The Morning Brew #161
Posted by Chris Alcock on Tuesday 19th August 2008 at 08:08 am | Tagged as: .NET, Development, Morning Brew
Information
- Practical Concurrency Patterns: Immutability (Freezables) – Sasha Goldshtein continues his series on concurrency with a look at immutable objects and how they really help in concurrent environments.
- Poor man’s syntax highlighting – Ayende shows how simple very basic syntax highlighting is using the rich text box control for winforms.
- The Tarantino Project – automated database migrations and more\ – Jeffrey Palermo announces the Tarantino Project, an interesting looking project which currently deals with database migrations on SQL Server, and helpers for sites deployed in web farms, with Configuration, scheduling, etc coming soon. They are also on the lookout for developers to help with Oracle Support for the database migrations.

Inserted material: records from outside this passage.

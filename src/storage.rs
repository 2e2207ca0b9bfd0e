use crate::constants::{MAX_NAME_ATTEMPTS, NOTE_EXTENSION};
use crate::naming::candidate_name;
use anyhow::{bail, Context, Result};
use std::fs::{File, OpenOptions};
use std::io::prelude::*;
use std::io::{BufReader, ErrorKind};
use std::path::{Path, PathBuf};
use tempfile::NamedTempFile;

pub fn read_note(filename: &Path) -> Result<String> {
    let file =
        File::open(filename).with_context(|| format!("Failed to open file: {:?}", filename))?;
    let mut reader = BufReader::new(file);
    let mut contents = String::new();
    reader
        .read_to_string(&mut contents)
        .with_context(|| "Failed to read file contents")?;
    Ok(contents)
}

/// Replaces `filename` with `contents` via a temporary file in the same directory.
pub fn write_note(filename: &Path, contents: &str) -> Result<()> {
    let dir = match filename.parent() {
        Some(p) if !p.as_os_str().is_empty() => p,
        _ => Path::new("."),
    };

    let mut temp = NamedTempFile::new_in(dir)
        .with_context(|| format!("Failed to create temporary file in {:?}", dir))?;

    temp.write_all(contents.as_bytes())
        .with_context(|| "Failed to write content to temporary file")?;

    temp.as_file()
        .sync_all()
        .with_context(|| "Failed to sync temporary file")?;

    temp.persist(filename)
        .with_context(|| format!("Failed to rename temporary file to {:?}", filename))?;

    Ok(())
}

/// Writes a new file, failing with `AlreadyExists` instead of overwriting.
pub fn create_note(filename: &Path, contents: &str) -> std::io::Result<()> {
    let mut file = OpenOptions::new()
        .write(true)
        .create_new(true)
        .open(filename)?;

    if let Err(e) = file.write_all(contents.as_bytes()).and_then(|_| file.sync_all()) {
        drop(file);
        let _ = std::fs::remove_file(filename);
        return Err(e);
    }
    Ok(())
}

/// Saves `contents` as `stem.txt` in `dir`, trying `stem_1.txt`, `stem_2.txt`, ...
/// until a free name is found. Existing files are never touched.
pub fn create_unique_note(dir: &Path, stem: &str, contents: &str) -> Result<PathBuf> {
    ensure_dir(dir)?;

    for attempt in 0..MAX_NAME_ATTEMPTS {
        let path = dir.join(candidate_name(stem, attempt));
        match create_note(&path, contents) {
            Ok(()) => return Ok(path),
            Err(e) if e.kind() == ErrorKind::AlreadyExists => {
                tracing::debug!("{:?} already exists, trying next name", path);
                continue;
            }
            Err(e) => {
                return Err(e).with_context(|| format!("Failed to create note {:?}", path));
            }
        }
    }

    bail!(
        "No free file name for '{}' in {:?} after {} attempts",
        stem,
        dir,
        MAX_NAME_ATTEMPTS
    )
}

pub fn ensure_dir(dir: &Path) -> Result<()> {
    if !dir.exists() {
        std::fs::create_dir_all(dir)
            .with_context(|| format!("Failed to create notes directory {:?}", dir))?;
    }
    Ok(())
}

/// Forces the `.txt` extension onto a user-chosen path.
pub fn with_txt_extension(path: &Path) -> PathBuf {
    let mut path_buf = path.to_path_buf();
    if path_buf.extension().is_none_or(|ext| ext != NOTE_EXTENSION) {
        path_buf.set_extension(NOTE_EXTENSION);
    }
    path_buf
}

- Using LINQ to SQL XML Mapping Files – Step by Step – Dan Wahlin looks at creating LINQ to SQLXML Mapping files by hand to allow better control over the mapping between classes and database tables
- Only In A Database Can You Get 1000% + Improvement By Changing A Few Lines Of Code – SQLDenis talks about the dramatic differences in performance that can be obtained by making queries make good use of indexes
- I’m Missing My Default Parameter Values – Mike Taulty laments the lack of optional parameters in C#
- Fluent NHibernate – Configuration – Chad Myers shows off the configuration capabilities of Fluent NHibernate. Personally I’m not really convinced that this bit is strictly necessary as the raw NHibernate way of doing this in code isn’t much longer and only tends to need to be written once in any given project, although the fluent interface does look quite shiny
- Constrained Generics and Return Values – Jason Bock talks about an how clever compilers are these days when it comes to things like evaluating the validity of statements where generics are involved.
- Why you should always unsubscribe event handlers – Davy Brion talks about one of the most common causes of memory problems caused by the Garbage collector not being able to remove object because other objects still hold references to them via event handlers.